Автор книги: Борис Дедюхин
Соавторы: Ольга Гладышева
Жанр:
Историческая проза
сообщить о нарушении
Текущая страница: 6 (всего у книги 35 страниц)
Город был наряден и оживлён. Необыкновенная прозрачность воздуха придавала какую-то особую лёгкость его улицам, главные из которых венчались с одной стороны кудрявой громадой Агармыша, с другой – голубыми вершинами Джады-Кая и Карабуруна. Глубокие рвы и мощные крепостные стены окружали город – столицу крымских владений Орды. Здесь правил наместник Узбека, почтительно именуемый господином Солхата.
Московляне с утра пошли помолиться в православную церковь, а потом младшего княжича с дядькой пустили гулять по городу. Иванчик робел, но виду не подавал, шагал в своих лёгких сафьяновых сапожках споро, по сторонам глядел с любопытством, и скоро робость его? прошла, сделалось ему легко и весело.
Сколько же каменных домов! И бани тоже каменные, и церквей ненашенских много – дядька сказал, армянские это, а ещё татарские, мечетями называемые, с полумесяцем золотым наверху. Улицы мощены не так, как на Руси, не деревянными плашками, а каменными плитами. Прямо на улицы вынесены были столы, и за ними сидели люди в чудных шапках с плоскими доньями, причмокивая, пили из чаш дымящуюся чёрную жидкость, которая пахла незнакомо, но хорошо. Иван захотел тоже попробовать, но дядька вместо этого купил ему розовой сладкой водицы. Иван не стал спорить, чтобы не привлекать внимания. Кругом были одни мужи, чёрные видом и в странных одеждах, а жёнок совсем не видать.

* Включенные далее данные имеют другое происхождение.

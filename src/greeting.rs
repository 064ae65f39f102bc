use anyhow::Result;
use crossterm::event::{KeyCode, KeyEvent, KeyModifiers};
use ratatui::widgets::Paragraph;

use crate::spinner::{Spinner, TICK_INTERVAL};
use crate::tui::{schedule_tick, AppEvent, EventHandler, Tui};

fn is_ctrl_c(key: KeyEvent) -> bool {
    key.code == KeyCode::Char('c') && key.modifiers.contains(KeyModifiers::CONTROL)
}

/// Bordered banner page shown before the chat session. Ctrl+C moves on.
pub async fn run_banner(terminal: &mut Tui, events: &mut EventHandler, text: &str) -> Result<()> {
    loop {
        terminal.draw(|frame| {
            let border = "-".repeat(text.chars().count() + 5);
            let body = format!("{border}\n* {text} *\n{border}\n\nPress Ctrl+C to exit");
            frame.render_widget(Paragraph::new(body), frame.area());
        })?;

        match events.next().await {
            Some(AppEvent::Key(key)) if is_ctrl_c(key) => return Ok(()),
            Some(_) => {}
            None => return Ok(()),
        }
    }
}

/// Standalone spinner page. Animates until q, Esc, or Ctrl+C.
pub async fn run_loading(terminal: &mut Tui, events: &mut EventHandler) -> Result<()> {
    let mut spinner = Spinner::default();
    schedule_tick(events.sender(), TICK_INTERVAL);

    loop {
        terminal.draw(|frame| {
            let body = format!(
                "\n\n   {} Loading forever...press q to quit\n\n",
                spinner.frame()
            );
            frame.render_widget(Paragraph::new(body), frame.area());
        })?;

        match events.next().await {
            Some(AppEvent::Key(key)) => {
                if is_ctrl_c(key) || matches!(key.code, KeyCode::Char('q') | KeyCode::Esc) {
                    return Ok(());
                }
            }
            Some(AppEvent::Tick) => {
                spinner.advance();
                schedule_tick(events.sender(), TICK_INTERVAL);
            }
            Some(_) => {}
            None => return Ok(()),
        }
    }
}
use std::time::Duration;

/// Braille-dot animation frames for the loading placeholder.
const FRAMES: [&str; 8] = ["⣾", "⣽", "⣻", "⢿", "⡿", "⣟", "⣯", "⣷"];

pub const THINKING_LABEL: &str = "Llama is thinking";

/// One-shot tick interval while a request is outstanding.
pub const TICK_INTERVAL: Duration = Duration::from_millis(100);

/// Frame counter for the loading animation. Holds no transcript reference;
/// it only supplies the next glyph.
#[derive(Debug, Default, Clone)]
pub struct Spinner {
    frame: usize,
}

impl Spinner {
    pub fn frame(&self) -> &'static str {
        FRAMES[self.frame]
    }

    pub fn advance(&mut self) {
        self.frame = (self.frame + 1) % FRAMES.len();
    }

    /// The placeholder text rendered into the transcript.
    pub fn thinking_line(&self) -> String {
        format!("{} {}", self.frame(), THINKING_LABEL)
    }
}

– Где же их дети? – спросил Иван.
– В медресе сидят, Коран изучают. А ты даже «Лествицу райскую» не одолел, – упрекнул дядька. – А вот, гляди, при армянских церквах мастерские, там детей учат книги переписывать и буквицы киноварью с золотом рисовать.
Ивану тоже захотелось переписывать, но он подавил в себе это желание: он князь, ему нельзя. Его дело в походы ходить да на охоту. А потом, он вообще решил стать разбойником.
Долго бродили они по Солхату. Были улицы широкие и тенистые, а были узкие и кривые и кончались тупиками. Дома скрывались за глухими каменными оградами, из-за которых свисали ветки с неизвестными румяными плодами. Но дядька сказал, их нельзя есть, живот заболит, мы к такому непривычные, вот вода целебная – другое дело. Источников, текущих из гончарных труб в большие каменные чаши, было много. Один тёплый, другой солёный и вонючий, третий – просто солёный. Изо всех попили, на всякий случай, чтобы стать здоровше. Немного погодя в одном из тупичков, оглядываясь, вылили, что пили, и дядька сказал, что долго им теперь не попробовать родимой родниковой водицы, вся она тут тухлая и солёная, и молока коровьего не добьёшься. Иванчика это Опечалило. Он уже подустал, хотя и крепился. Да и цели у них с дядькой были разные: тот норовил на базар, а княжичу хотелось поглядеть, где страшный Узбек живёт. Тогда Иван Михайлович сказал, что хан в степи живёт, за городом, тут ему душно, а мечеть, куда он молиться приезжает, посмотреть можно. Иванчик не захотел мечеть, и они пошли на базар.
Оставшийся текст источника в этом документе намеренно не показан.